Exercise description >> Using the data that follows, give the number of lines where the string "AuthManager" occurs, and nothing else.

-- -- --

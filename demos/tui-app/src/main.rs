//! Terminal UI demo rendering live execution state.
//!
//! Run with: cargo run -p tui-app-demo
//!
//! Type a query and press Enter to submit. F2 toggles the workflow
//! kind, Esc stops the current execution, Ctrl+L clears history,
//! Ctrl+C quits.

use std::{io, sync::Arc, time::Duration};

use crossterm::{
    event::{self, Event, KeyCode, KeyEvent, KeyModifiers},
    execute,
    terminal::{EnterAlternateScreen, LeaveAlternateScreen, disable_raw_mode, enable_raw_mode},
};
use ratatui::{
    Frame, Terminal,
    backend::CrosstermBackend,
    layout::{Constraint, Direction, Layout},
    style::{Color, Style},
    text::{Line, Span},
    widgets::{Block, Borders, Paragraph, Wrap},
};

use forge_client_core::{
    ExecutionPhase, ExecutionRequest, ExecutionState, TokenStore, WorkflowKind,
};
use forge_client_session::{AuthManager, ExecutionController, FileTokenStore};
use forge_client_transport::{ApiClient, ClientConfig};

#[tokio::main]
async fn main() -> anyhow::Result<()> {
    let tokens: Arc<dyn TokenStore> = Arc::new(FileTokenStore::new()?);
    let api = Arc::new(ApiClient::new(ClientConfig::from_env(), Arc::clone(&tokens)));
    let auth = AuthManager::new(Arc::clone(&api), Arc::clone(&tokens));

    let user = match auth.restore().await? {
        Some(user) => Some(user),
        None => {
            let email = std::env::var("AGENTFORGE_EMAIL").ok();
            let password = std::env::var("AGENTFORGE_PASSWORD").ok();
            match (email, password) {
                (Some(email), Some(password)) => Some(auth.login(&email, &password).await?),
                _ => None,
            }
        }
    };

    let controller = Arc::new(ExecutionController::new(Arc::clone(&api)));

    // Setup terminal
    enable_raw_mode()?;
    let mut stdout = io::stdout();
    execute!(stdout, EnterAlternateScreen)?;
    let backend = CrosstermBackend::new(stdout);
    let mut terminal = Terminal::new(backend)?;

    let result = run_app(&mut terminal, controller, user.map(|u| u.email)).await;

    // Restore terminal
    disable_raw_mode()?;
    execute!(terminal.backend_mut(), LeaveAlternateScreen)?;
    terminal.show_cursor()?;

    result
}

struct App {
    input: String,
    workflow: WorkflowKind,
    state: ExecutionState,
    user: Option<String>,
    scroll: u16,
}

impl App {
    fn new(user: Option<String>) -> Self {
        Self {
            input: String::new(),
            workflow: WorkflowKind::Execution,
            state: ExecutionState::default(),
            user,
            scroll: 0,
        }
    }

    fn toggle_workflow(&mut self) {
        self.workflow = match self.workflow {
            WorkflowKind::Execution => WorkflowKind::Maintenance,
            WorkflowKind::Maintenance => WorkflowKind::Execution,
        };
    }
}

async fn run_app(
    terminal: &mut Terminal<CrosstermBackend<io::Stdout>>,
    controller: Arc<ExecutionController<ApiClient>>,
    user: Option<String>,
) -> anyhow::Result<()> {
    let mut app = App::new(user);
    let mut rx = controller.subscribe();

    loop {
        if rx.has_changed().unwrap_or(false) {
            app.state = rx.borrow_and_update().clone();
        }

        terminal.draw(|f| ui(f, &app))?;

        if event::poll(Duration::from_millis(50))? {
            if let Event::Key(key) = event::read()? {
                match key {
                    KeyEvent {
                        code: KeyCode::Char('c'),
                        modifiers: KeyModifiers::CONTROL,
                        ..
                    } => {
                        controller.stop();
                        return Ok(());
                    }
                    KeyEvent {
                        code: KeyCode::Char('l'),
                        modifiers: KeyModifiers::CONTROL,
                        ..
                    } => controller.clear(),
                    KeyEvent {
                        code: KeyCode::Esc, ..
                    } => controller.stop(),
                    KeyEvent {
                        code: KeyCode::F(2),
                        ..
                    } => app.toggle_workflow(),
                    KeyEvent {
                        code: KeyCode::Enter,
                        ..
                    } => {
                        if !app.input.trim().is_empty() && !app.state.in_progress() {
                            let request = ExecutionRequest::new(
                                std::mem::take(&mut app.input),
                                app.workflow,
                            );
                            let controller = Arc::clone(&controller);
                            tokio::spawn(async move {
                                if let Err(e) = controller.submit(request).await {
                                    tracing::debug!("submit rejected: {e}");
                                }
                            });
                        }
                    }
                    KeyEvent {
                        code: KeyCode::Char(c),
                        modifiers: KeyModifiers::NONE | KeyModifiers::SHIFT,
                        ..
                    } => app.input.push(c),
                    KeyEvent {
                        code: KeyCode::Backspace,
                        ..
                    } => {
                        app.input.pop();
                    }
                    KeyEvent {
                        code: KeyCode::Up, ..
                    } => app.scroll = app.scroll.saturating_sub(1),
                    KeyEvent {
                        code: KeyCode::Down,
                        ..
                    } => app.scroll = app.scroll.saturating_add(1),
                    _ => {}
                }
            }
        }
    }
}

fn phase_label(phase: ExecutionPhase) -> &'static str {
    match phase {
        ExecutionPhase::Idle => "idle",
        ExecutionPhase::Starting => "starting",
        ExecutionPhase::Streaming => "streaming",
        ExecutionPhase::Completed => "completed",
        ExecutionPhase::Failed => "failed",
        ExecutionPhase::Errored => "error",
    }
}

fn ui(f: &mut Frame, app: &App) {
    let chunks = Layout::default()
        .direction(Direction::Vertical)
        .constraints([
            Constraint::Min(3),    // Updates
            Constraint::Length(3), // Input
            Constraint::Length(1), // Status
        ])
        .split(f.area());

    // Update history
    let mut lines: Vec<Line> = app
        .state
        .history
        .iter()
        .map(|entry| {
            let update = &entry.update;
            let mut spans = vec![Span::styled(
                entry.received_at.format("%H:%M:%S ").to_string(),
                Style::default().fg(Color::DarkGray),
            )];
            if let Some(progress) = update.progress {
                spans.push(Span::raw(format!("{progress:>3}% ")));
            }
            if let Some(agent) = update.current_agent.as_deref() {
                spans.push(Span::styled(
                    format!("[{agent}] "),
                    Style::default().fg(Color::Cyan),
                ));
            }
            spans.push(Span::raw(update.message.clone().unwrap_or_default()));
            Line::from(spans)
        })
        .collect();

    if let Some(result) = app
        .state
        .current
        .as_ref()
        .and_then(|c| c.update.final_result.as_deref())
    {
        lines.push(Line::from(""));
        for line in result.lines() {
            lines.push(Line::from(line.to_string()));
        }
    }

    if let Some(error) = &app.state.error {
        lines.push(Line::from(Span::styled(
            error.clone(),
            Style::default().fg(Color::Red),
        )));
    }

    let title = match app.state.session_id {
        Some(id) => format!("Updates (session {id})"),
        None => "Updates".to_string(),
    };
    let updates = Paragraph::new(lines)
        .block(Block::default().borders(Borders::ALL).title(title))
        .wrap(Wrap { trim: false })
        .scroll((app.scroll, 0));
    f.render_widget(updates, chunks[0]);

    // Input area
    let workflow = match app.workflow {
        WorkflowKind::Execution => "execution",
        WorkflowKind::Maintenance => "maintenance",
    };
    let input = Paragraph::new(app.input.as_str())
        .style(Style::default().fg(Color::Yellow))
        .block(
            Block::default()
                .borders(Borders::ALL)
                .title(format!("Query ({workflow})")),
        );
    f.render_widget(input, chunks[1]);
    f.set_cursor_position((chunks[1].x + app.input.len() as u16 + 1, chunks[1].y + 1));

    // Status bar
    let phase = app.state.phase;
    let phase_style = match phase {
        ExecutionPhase::Completed => Style::default().fg(Color::Green),
        ExecutionPhase::Failed | ExecutionPhase::Errored => Style::default().fg(Color::Red),
        _ => Style::default().fg(Color::Yellow),
    };
    let user = app.user.as_deref().unwrap_or("not logged in");

    let status = Paragraph::new(Line::from(vec![
        Span::raw(" "),
        Span::styled(phase_label(phase), phase_style),
        Span::raw(format!(" | {user} | ")),
        Span::styled("Enter", Style::default().fg(Color::Yellow)),
        Span::raw(" submit | "),
        Span::styled("F2", Style::default().fg(Color::Yellow)),
        Span::raw(" workflow | "),
        Span::styled("Esc", Style::default().fg(Color::Yellow)),
        Span::raw(" stop | "),
        Span::styled("Ctrl+L", Style::default().fg(Color::Yellow)),
        Span::raw(" clear | "),
        Span::styled("Ctrl+C", Style::default().fg(Color::Yellow)),
        Span::raw(" quit "),
    ]));
    f.render_widget(status, chunks[2]);
}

-- -- --

Response to this task >> 2